## Exercise brief
Every line containing "Penerimaan" should be copied out. Go through the entries and find them.

★ ★ ★ ★ ★

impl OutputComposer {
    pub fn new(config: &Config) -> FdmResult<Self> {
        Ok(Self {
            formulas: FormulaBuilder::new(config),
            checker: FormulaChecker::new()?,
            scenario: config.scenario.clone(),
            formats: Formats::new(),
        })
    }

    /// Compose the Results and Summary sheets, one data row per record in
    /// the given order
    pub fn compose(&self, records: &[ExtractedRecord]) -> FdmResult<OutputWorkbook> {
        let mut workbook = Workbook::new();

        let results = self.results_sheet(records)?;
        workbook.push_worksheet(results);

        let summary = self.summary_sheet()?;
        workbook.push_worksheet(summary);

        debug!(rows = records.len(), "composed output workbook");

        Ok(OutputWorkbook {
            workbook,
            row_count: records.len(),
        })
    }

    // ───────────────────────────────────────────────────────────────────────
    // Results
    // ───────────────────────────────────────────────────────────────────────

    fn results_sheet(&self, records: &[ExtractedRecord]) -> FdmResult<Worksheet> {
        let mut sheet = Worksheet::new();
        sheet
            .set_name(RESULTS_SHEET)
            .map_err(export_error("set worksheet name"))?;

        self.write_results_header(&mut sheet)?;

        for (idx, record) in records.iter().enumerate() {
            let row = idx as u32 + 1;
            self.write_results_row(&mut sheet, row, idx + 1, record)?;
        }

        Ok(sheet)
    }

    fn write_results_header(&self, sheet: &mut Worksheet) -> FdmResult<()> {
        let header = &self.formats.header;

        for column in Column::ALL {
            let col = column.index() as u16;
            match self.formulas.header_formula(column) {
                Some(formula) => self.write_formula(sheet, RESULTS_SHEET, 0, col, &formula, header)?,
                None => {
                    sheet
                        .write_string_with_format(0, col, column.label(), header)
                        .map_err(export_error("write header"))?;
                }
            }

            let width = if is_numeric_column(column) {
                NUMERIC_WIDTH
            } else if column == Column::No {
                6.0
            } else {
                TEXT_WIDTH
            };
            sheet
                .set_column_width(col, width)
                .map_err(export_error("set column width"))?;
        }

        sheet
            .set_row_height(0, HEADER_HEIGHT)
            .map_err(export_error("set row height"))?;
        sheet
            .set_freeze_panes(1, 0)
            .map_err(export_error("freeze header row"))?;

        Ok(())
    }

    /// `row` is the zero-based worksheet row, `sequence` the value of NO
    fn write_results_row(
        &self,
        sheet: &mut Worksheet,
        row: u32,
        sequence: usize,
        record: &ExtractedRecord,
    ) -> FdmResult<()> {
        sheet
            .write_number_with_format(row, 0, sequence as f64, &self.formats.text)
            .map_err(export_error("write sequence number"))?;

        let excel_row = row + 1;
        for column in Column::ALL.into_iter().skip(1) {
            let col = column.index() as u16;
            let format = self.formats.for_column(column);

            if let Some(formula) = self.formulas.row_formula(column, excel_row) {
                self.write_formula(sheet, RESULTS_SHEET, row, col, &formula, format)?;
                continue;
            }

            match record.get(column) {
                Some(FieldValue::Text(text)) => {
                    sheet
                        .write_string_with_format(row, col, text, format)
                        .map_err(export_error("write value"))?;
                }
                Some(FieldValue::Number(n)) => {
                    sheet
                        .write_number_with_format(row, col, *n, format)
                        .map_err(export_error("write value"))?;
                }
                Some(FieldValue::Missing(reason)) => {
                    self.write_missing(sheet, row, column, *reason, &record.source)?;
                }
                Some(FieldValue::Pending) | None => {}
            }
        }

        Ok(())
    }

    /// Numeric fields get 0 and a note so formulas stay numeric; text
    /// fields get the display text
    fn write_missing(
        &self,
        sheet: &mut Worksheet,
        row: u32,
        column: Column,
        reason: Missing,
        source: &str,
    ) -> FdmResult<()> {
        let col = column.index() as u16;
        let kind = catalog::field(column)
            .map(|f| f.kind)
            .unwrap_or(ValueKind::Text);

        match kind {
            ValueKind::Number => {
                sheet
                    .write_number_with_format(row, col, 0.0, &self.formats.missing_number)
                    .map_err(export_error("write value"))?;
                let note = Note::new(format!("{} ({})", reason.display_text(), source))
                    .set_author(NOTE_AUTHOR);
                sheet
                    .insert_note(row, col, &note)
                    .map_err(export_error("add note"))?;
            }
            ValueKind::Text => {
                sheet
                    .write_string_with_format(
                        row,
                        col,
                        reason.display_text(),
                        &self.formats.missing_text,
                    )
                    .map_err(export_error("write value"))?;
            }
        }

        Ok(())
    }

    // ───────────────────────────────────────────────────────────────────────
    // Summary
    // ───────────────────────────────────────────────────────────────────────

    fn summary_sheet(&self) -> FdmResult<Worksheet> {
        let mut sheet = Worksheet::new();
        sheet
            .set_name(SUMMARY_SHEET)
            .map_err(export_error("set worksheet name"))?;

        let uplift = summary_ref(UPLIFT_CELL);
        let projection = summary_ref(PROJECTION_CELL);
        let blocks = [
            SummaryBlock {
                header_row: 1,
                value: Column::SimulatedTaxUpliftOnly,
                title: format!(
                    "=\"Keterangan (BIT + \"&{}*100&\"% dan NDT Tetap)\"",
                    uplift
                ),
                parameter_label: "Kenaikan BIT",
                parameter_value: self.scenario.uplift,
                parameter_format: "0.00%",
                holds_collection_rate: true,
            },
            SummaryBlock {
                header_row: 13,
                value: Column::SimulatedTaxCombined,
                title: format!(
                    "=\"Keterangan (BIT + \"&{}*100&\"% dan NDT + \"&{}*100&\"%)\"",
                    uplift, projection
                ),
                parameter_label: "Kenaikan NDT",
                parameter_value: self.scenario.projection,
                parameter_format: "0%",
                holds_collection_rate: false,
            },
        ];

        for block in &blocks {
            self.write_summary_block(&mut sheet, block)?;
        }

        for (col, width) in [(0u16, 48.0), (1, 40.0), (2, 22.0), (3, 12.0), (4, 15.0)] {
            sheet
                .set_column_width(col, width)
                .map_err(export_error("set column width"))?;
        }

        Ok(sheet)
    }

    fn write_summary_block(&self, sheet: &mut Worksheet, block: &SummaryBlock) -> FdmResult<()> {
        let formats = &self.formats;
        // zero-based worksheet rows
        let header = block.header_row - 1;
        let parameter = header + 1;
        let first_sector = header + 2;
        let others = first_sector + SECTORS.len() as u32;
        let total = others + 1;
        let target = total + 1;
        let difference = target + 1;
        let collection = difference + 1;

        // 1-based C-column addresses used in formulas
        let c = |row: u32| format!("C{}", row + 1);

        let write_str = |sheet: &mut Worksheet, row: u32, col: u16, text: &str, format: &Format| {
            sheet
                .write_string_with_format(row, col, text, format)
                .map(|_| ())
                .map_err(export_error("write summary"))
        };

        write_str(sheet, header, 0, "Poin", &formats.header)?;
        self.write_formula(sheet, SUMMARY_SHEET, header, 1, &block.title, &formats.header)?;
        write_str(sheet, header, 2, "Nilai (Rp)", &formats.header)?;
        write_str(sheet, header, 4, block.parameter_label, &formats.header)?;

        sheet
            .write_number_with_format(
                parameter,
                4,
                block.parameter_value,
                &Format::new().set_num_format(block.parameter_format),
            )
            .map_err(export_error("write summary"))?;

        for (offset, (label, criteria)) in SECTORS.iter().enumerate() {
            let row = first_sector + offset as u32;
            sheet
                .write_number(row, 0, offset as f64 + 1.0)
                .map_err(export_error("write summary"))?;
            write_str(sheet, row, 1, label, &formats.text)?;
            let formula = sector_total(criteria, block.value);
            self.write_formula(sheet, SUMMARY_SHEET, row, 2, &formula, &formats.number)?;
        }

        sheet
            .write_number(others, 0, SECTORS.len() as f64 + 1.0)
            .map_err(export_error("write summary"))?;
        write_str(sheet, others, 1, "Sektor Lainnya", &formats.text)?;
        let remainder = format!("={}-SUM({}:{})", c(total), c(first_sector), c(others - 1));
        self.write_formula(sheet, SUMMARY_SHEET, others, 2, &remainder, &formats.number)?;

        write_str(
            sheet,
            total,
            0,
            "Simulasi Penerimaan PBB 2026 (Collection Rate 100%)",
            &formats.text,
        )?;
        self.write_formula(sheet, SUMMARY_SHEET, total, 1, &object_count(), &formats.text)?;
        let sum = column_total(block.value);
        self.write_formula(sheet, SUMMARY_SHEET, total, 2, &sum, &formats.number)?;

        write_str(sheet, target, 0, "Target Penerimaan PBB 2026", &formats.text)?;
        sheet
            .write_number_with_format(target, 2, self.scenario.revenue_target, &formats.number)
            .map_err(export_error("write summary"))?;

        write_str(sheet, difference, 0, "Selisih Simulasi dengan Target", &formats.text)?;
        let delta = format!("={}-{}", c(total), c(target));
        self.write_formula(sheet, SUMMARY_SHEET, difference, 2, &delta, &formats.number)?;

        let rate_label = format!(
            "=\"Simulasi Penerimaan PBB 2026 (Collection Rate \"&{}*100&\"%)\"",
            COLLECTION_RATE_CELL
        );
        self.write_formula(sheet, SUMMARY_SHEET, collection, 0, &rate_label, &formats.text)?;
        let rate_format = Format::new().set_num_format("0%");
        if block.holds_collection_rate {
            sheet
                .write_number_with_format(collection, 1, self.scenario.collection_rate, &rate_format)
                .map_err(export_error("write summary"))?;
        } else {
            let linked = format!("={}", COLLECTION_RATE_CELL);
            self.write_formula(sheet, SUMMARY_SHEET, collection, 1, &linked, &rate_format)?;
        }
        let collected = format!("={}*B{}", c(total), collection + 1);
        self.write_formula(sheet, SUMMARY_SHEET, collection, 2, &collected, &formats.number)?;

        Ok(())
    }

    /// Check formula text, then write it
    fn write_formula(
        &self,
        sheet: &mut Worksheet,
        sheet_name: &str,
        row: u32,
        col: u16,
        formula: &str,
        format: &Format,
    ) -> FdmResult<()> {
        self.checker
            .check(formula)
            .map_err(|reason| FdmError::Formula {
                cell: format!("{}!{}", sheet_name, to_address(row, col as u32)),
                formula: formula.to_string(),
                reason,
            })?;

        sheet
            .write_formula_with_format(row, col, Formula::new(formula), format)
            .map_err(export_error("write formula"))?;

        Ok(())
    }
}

★ ★ ★ ★ ★

## Answer section
            "Simulasi Penerimaan PBB 2026 (Collection Rate 100%)",
        write_str(sheet, target, 0, "Target Penerimaan PBB 2026", &formats.text)?;
            "=\"Simulasi Penerimaan PBB 2026 (Collection Rate \"&{}*100&\"%)\"",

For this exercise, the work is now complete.